(Beginning of Data to process)
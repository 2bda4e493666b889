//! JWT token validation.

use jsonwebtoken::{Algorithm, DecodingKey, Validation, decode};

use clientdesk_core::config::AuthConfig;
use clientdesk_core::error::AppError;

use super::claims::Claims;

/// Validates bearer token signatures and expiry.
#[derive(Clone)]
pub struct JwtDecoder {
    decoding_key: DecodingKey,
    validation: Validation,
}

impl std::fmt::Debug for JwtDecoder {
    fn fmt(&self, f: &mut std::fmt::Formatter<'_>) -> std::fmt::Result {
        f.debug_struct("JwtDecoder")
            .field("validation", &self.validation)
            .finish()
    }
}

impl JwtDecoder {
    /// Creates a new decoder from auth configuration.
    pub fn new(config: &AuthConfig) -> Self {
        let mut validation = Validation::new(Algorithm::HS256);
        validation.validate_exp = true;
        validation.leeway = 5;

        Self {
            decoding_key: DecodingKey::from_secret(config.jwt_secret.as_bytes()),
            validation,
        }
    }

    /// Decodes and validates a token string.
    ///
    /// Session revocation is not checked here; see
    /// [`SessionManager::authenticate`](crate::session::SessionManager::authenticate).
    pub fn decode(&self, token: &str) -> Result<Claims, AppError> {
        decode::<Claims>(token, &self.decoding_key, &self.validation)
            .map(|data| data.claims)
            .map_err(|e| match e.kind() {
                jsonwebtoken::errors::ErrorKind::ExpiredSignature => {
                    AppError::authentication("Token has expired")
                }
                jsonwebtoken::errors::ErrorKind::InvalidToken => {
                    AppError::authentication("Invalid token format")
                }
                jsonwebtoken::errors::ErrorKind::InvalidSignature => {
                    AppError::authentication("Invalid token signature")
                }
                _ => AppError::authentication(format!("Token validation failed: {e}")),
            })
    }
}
(End of Data to process)
(Beginning of Data to process)
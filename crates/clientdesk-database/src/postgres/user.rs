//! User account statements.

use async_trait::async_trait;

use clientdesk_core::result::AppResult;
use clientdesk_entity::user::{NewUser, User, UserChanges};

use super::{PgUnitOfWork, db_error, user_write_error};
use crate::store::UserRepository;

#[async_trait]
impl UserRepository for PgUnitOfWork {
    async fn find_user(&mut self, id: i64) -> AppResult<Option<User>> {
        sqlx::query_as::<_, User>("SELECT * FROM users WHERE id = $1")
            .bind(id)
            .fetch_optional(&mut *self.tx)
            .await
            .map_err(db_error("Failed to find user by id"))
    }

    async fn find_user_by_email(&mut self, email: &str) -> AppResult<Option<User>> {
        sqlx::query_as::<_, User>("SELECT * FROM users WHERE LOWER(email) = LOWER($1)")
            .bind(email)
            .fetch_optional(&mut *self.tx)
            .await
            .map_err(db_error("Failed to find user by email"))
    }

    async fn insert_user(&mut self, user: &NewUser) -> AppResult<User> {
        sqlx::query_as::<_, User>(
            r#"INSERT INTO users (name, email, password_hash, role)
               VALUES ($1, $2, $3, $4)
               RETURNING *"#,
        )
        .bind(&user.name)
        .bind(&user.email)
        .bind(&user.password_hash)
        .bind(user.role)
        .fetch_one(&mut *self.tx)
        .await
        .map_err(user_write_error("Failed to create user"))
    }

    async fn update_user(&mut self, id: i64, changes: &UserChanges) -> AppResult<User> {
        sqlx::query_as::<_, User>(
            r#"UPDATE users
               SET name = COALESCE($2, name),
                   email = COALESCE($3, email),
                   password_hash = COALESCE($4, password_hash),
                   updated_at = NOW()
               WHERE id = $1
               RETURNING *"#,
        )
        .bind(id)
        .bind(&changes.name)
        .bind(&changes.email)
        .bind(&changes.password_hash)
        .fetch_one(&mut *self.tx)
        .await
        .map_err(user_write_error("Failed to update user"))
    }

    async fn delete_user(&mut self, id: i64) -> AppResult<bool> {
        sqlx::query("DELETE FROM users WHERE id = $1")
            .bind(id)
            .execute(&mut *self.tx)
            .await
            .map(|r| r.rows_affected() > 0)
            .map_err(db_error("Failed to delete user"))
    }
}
(End of Data to process)
**Exercise details**
Copy each line of the entries that includes the word "errors".

**Solution for this task**
                jsonwebtoken::errors::ErrorKind::ExpiredSignature => {
                jsonwebtoken::errors::ErrorKind::InvalidToken => {
                jsonwebtoken::errors::ErrorKind::InvalidSignature => {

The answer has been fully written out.